### Provided data
○ ○ ○ ○ ○
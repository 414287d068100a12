//! Selection and assembly of the highlight video.
//!
//! The pipeline goes through named stages, each one consuming the previous:
//! [`Pipeline::plan`] ranks the candidates, [`Planned::fetch`] downloads them
//! until the budget is reached, [`AwaitingReview::resume`] waits for the
//! operator and [`Confirmed::assemble`] writes the output file.

mod assembler;
mod checkpoint;
mod fetcher;
mod selector;

#[cfg(test)]
mod fake;

use std::path::{Path, PathBuf};

use miette::{miette, Result};
use tracing::info;

pub use assembler::Assembler;
pub use checkpoint::{Checkpoint, Proceed, StdinCheckpoint};
pub use fetcher::{FetchOutcome, FetchReport, Fetcher};
pub use selector::{select, SelectionPlan};

use crate::{
    io::reset_dir,
    outside::{ClipDownloader, MediaProbe, StreamTransformer},
    types::{AssemblyBatch, ClipCandidate, Container},
};

/// External tools used by the pipeline
#[derive(Clone, Copy)]
pub struct Tools<'a> {
    pub downloader: &'a dyn ClipDownloader,
    pub probe: &'a dyn MediaProbe,
    pub stream_tsf: &'a dyn StreamTransformer,
}

pub struct Pipeline<'a> {
    tools: Tools<'a>,
    work_dir: &'a Path,
    output: &'a Path,
    container: Container,
    /// Target runtime in seconds
    budget: f64,
}

impl<'a> Pipeline<'a> {
    pub fn new(
        tools: Tools<'a>,
        work_dir: &'a Path,
        output: &'a Path,
        container: Container,
        budget: f64,
    ) -> Self {
        Self {
            tools,
            work_dir,
            output,
            container,
            budget,
        }
    }

    /// Rank the candidates into the fetch plan
    pub fn plan(&self, candidates: Vec<ClipCandidate>) -> Result<Planned<'_>> {
        let plan = select(candidates)?;
        Ok(Planned {
            pipeline: self,
            plan,
        })
    }
}

/// The fetch plan is fixed, nothing has been downloaded yet
pub struct Planned<'p> {
    pipeline: &'p Pipeline<'p>,
    plan: SelectionPlan,
}

impl<'p> Planned<'p> {
    pub fn plan(&self) -> &SelectionPlan {
        &self.plan
    }

    /// Empty the work directory then fetch clips until the budget is reached
    pub fn fetch(self) -> Result<AwaitingReview<'p>> {
        let p = self.pipeline;
        reset_dir(p.work_dir)?;

        let fetcher = Fetcher::new(p.tools.downloader, p.tools.probe, p.work_dir, p.budget);
        let report = fetcher.run(&self.plan);

        Ok(AwaitingReview {
            pipeline: p,
            report,
        })
    }
}

/// The batch is fetched and waits for the operator's confirmation
pub struct AwaitingReview<'p> {
    pipeline: &'p Pipeline<'p>,
    report: FetchReport,
}

impl<'p> AwaitingReview<'p> {
    pub fn batch(&self) -> &AssemblyBatch {
        &self.report.batch
    }

    pub fn report(&self) -> &FetchReport {
        &self.report
    }

    /// Block on the checkpoint, then leave out the clips whose file was removed.
    ///
    /// Fails without reaching the checkpoint if nothing was fetched.
    pub fn resume(self, checkpoint: &dyn Checkpoint) -> Result<Confirmed<'p>> {
        let mut batch = self.report.batch;
        if batch.is_empty() {
            return Err(miette!(
                "None of the {} candidates could be fetched, nothing to assemble",
                self.report.failures.len()
            ));
        }

        checkpoint.confirm(&batch, self.pipeline.work_dir)?;

        for clip in batch.retain_existing() {
            info!("Clip #{} removed during review: {}", clip.index, clip.candidate);
        }

        Ok(Confirmed {
            pipeline: self.pipeline,
            batch,
        })
    }
}

/// The batch is final and ready to be assembled
pub struct Confirmed<'p> {
    pipeline: &'p Pipeline<'p>,
    batch: AssemblyBatch,
}

impl Confirmed<'_> {
    pub fn batch(&self) -> &AssemblyBatch {
        &self.batch
    }

    pub fn assemble(self, rng: &mut fastrand::Rng) -> Result<PathBuf> {
        let p = self.pipeline;
        Assembler::new(p.tools.stream_tsf, p.work_dir, p.output, p.container)
            .assemble(self.batch, rng)
    }
}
○ ○ ○ ○ ○
### Assigned task
Collect the lines of the data that carry the word "FetchReport".

### Response to the task
pub use fetcher::{FetchOutcome, FetchReport, Fetcher};
    report: FetchReport,
    pub fn report(&self) -> &FetchReport {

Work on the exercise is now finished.